This study was a retrospective analysis of all patients who underwent RC for bladder cancer at our institution from 2012 to 2024. Patients who received cystectomy for conditions other than bladder cancer were excluded from the analysis. Demographic characteristics of the study population were recorded, including age at surgery, gender, BMI, and the Charlson Comorbidity Index. Perioperative and post-operative variables recorded included the surgical approach (open or robotic), operative time, length of hospital stay, complications, anticoagulation agent administered after surgery, and the anticoagulation agent prescribed at discharge. VTE complications were noted in the immediate postoperative period according to the Clavien-Dindo grading system [35-37], and at 30 days and 31 – 90 days after discharge from RC. VTE complications were classified as DVT (either proximal or distal) and/or PE (pulmonary artery or its branches) based on the location of the thrombus. Confirmation of VTE was acquired by imaging, such as Doppler ultrasound and/or computerized tomography angiography. Before 2018, postoperative management was determined by the surgeon’s preference. Starting in 2018, all patients were managed according to an institutional enhanced recovery after surgery (ERAS) protocol. This protocol included the administration of a bowel stimulating agent (alvimopan) beginning preoperatively, immediately before RC, and continuing until the return of bowel function (ROBF) postoperatively. In addition, inpatient anticoagulation was provided with either LMWH or heparin until discharge. Upon discharge, patients were continued on LMWH, heparin, apixaban, or occasionally home antiplatelet medications (aspirin and clopidogrel) to ensure a cumulative total of 28 days of anticoagulation prophylaxis postoperatively (including inpatient days). Standard dosing regimens were as follows: 40 mg of LMWH subcutaneously daily, 5000 units of heparin subcutaneously every 8 h, 2.5 mg of apixaban orally twice daily, and home dosage of aspirin or clopidogrel as prescribed before RC. Patients with contraindications to postoperative anticoagulation were excluded from the analysis. In addition, patients on chronic anticoagulation for atrial fibrillation or a prior VTE before RC were excluded.

2.2. Statistical analysis

The primary statistical analysis aimed to identify risk factors for DVT and/or PE after RC. We compared patients who developed DVT and/or PE postoperatively with those who did not, using independent samples t-test, chi-squared test, and Kaplan-Meier survival analysis with log-rank test. In addition, subgroup analysis was performed based on several accepted risk factors for VTE, including non-organ-confined disease, operative duration, perioperative blood transfusion, and hospitalization duration, as reported in the current literature [4,5,7,8,14,18-23]. This analysis used the Chi-squared test, with operative duration and hospitalization duration categorized into quartiles. Variables with p < 0.1 and/or clinical relevance were selected for further analysis, and a binary logistic regression was conducted, with VTE occurrence (anytime postoperatively) as the outcome, ensuring no collinearity between variables.

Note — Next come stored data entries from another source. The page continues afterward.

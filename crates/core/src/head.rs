use serde::Serialize;
use std::fmt;

use crate::table::Cell;

/// Label given to rows no rule could classify.
pub const REVIEW_REQUIRED: &str = "Review Required";
/// Label given to rows paired as a transfer between own accounts.
pub const INTERBANK: &str = "Interbank";

/// The category ("transaction head") assigned to a statement row.
#[derive(Debug, Clone, PartialEq, Eq, Serialize)]
#[serde(tag = "source", content = "label", rename_all = "snake_case")]
pub enum TransactionHead {
    /// Label taken verbatim from the matching rule.
    Rule(String),
    /// Counterparty name extracted from the narration.
    Counterparty(String),
    ReviewRequired,
    Interbank,
}

impl TransactionHead {
    pub fn as_str(&self) -> &str {
        match self {
            TransactionHead::Rule(label) => label,
            TransactionHead::Counterparty(name) => name,
            TransactionHead::ReviewRequired => REVIEW_REQUIRED,
            TransactionHead::Interbank => INTERBANK,
        }
    }

    pub fn is_review_required(&self) -> bool {
        matches!(self, TransactionHead::ReviewRequired)
    }

    pub fn to_cell(&self) -> Cell {
        Cell::text(self.as_str())
    }
}

impl fmt::Display for TransactionHead {
    fn fmt(&self, f: &mut fmt::Formatter<'_>) -> fmt::Result {
        write!(f, "{}", self.as_str())
    }
}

For secondary statistical analysis, the prevalence of DVT and/or PE after RC was compared based on the anticoagulation agent administered while inpatient and at discharge, using independent samples t-test and Chi-squared test. In addition, the incidence of VTE was compared between patients who underwent RC before 2018 (<2018) and those who underwent surgery in or after 2018 (≥2018) to assess the impact of the ERAS protocol on VTE incidence. All statistical analyses were performed using SPSS Statistics Version 28 (IBM, US).

3. RESULTS

3.1. VTE rates and timing

A total of 372 patients who underwent RC for bladder cancer were included in the study. In the immediate postoperative period, before discharge from the hospital, four patients (1.1%) experienced VTE. Within 30 days of discharge from RC, five patients (1.3%) developed VTE, and within 31 – 90 days of discharge, three patients (0.8%) experienced VTE. In total, 12 patients (3.2%) developed VTE at any point during the study, and these patients constituted the comparative group for both primary and secondary analyses. The median time to VTE identification was between 31 and 90 days after discharge. There was a significant association between the occurrence of VTE immediately after RC and the year of surgery, with patients undergoing RC before 2018 exhibiting a higher rate of VTE (p = 0.021) in the immediate postoperative period. No significant differences in VTE incidence were observed when comparing the years before 2018 (<2018) to those in or after 2018 (≥2018) for the 30-day, 31 – 90-day, and overall postoperative periods (p > 0.05).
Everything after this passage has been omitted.